CH640569A5 - PROCESS FOR THE MANUFACTURE OF STEEL LAMINATES, APPLICATION OF THIS PROCESS FOR THE MANUFACTURE OF CONCRETE ROUND. - Google Patents

Description

The present invention relates to a steel laminate process, intended to have good weldability, a high yield strength, as well as resilience at very low temperatures. These steel laminates can typically be concrete bars

It is well known that concrete rods of current manufacture with an elastic limit of the order of 400 N / mm2 have only a very low toughness. Thus their transition temperature for the Charpy V impact test at 35 J / cm2 is of the order of + 20 ° C. It follows that these products offer only a weak brittle resistance at low temperatures.

In the past a Charpy V resilience at 35 J / cm2 and at temperatures of the order of - 196 ° C was not required for s common uses made of rolled steel such as concrete reinforcing bars.

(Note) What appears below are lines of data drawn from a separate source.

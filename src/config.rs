//! Service configuration
//!
//! Defaults match the upload service: `127.0.0.1:3000`, a 10 MiB upload cap,
//! the nine invoice sheet fields and substring matching. The binary overrides
//! them from command-line arguments and `INVOICE_SHEET_*` environment variables.

use crate::invoice::InvoiceEngine;
use crate::invoice::InvoiceError;
use crate::invoice::MandatoryFields;
use crate::invoice::MatchPolicy;
use crate::invoice::DEFAULT_FIELDS;

/// Largest accepted upload body
pub const DEFAULT_MAX_UPLOAD_BYTES: usize = 10 * 1024 * 1024;

#[derive(Clone, Debug, PartialEq, Eq)]
pub struct Config {
    pub host: String,
    pub port: u16,
    pub max_upload_bytes: usize,
    /// Field names as labelled in the sheets; normalized when the engine is built
    pub mandatory_fields: Vec<String>,
    pub match_policy: MatchPolicy,
}

impl Default for Config {
    fn default() -> Self {
        Self {
            host: "127.0.0.1".to_string(),
            port: 3000,
            max_upload_bytes: DEFAULT_MAX_UPLOAD_BYTES,
            mandatory_fields: DEFAULT_FIELDS.iter().map(|field| field.to_string()).collect(),
            match_policy: MatchPolicy::default(),
        }
    }
}

impl Config {
    /// `host:port` to bind the service to
    pub fn bind_address(&self) -> String {
        format!("{}:{}", self.host, self.port)
    }

    /// Builds the engine for the configured fields and policy.
    pub fn engine(&self) -> Result<InvoiceEngine, InvoiceError> {
        let fields = MandatoryFields::new(&self.mandatory_fields)?;
        Ok(InvoiceEngine::with_policy(fields, self.match_policy))
    }
}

However, recent developments in the technology for manufacturing and especially for the storage of liquefied gases have led to the need to have fairly large quantities of rolled steel resistant to intense cold. For example, it is planned, for safety reasons, to provide the liquefied gas storage tanks with a reinforced concrete envelope in analogy to the safety measures applied in the field of nuclear reactors.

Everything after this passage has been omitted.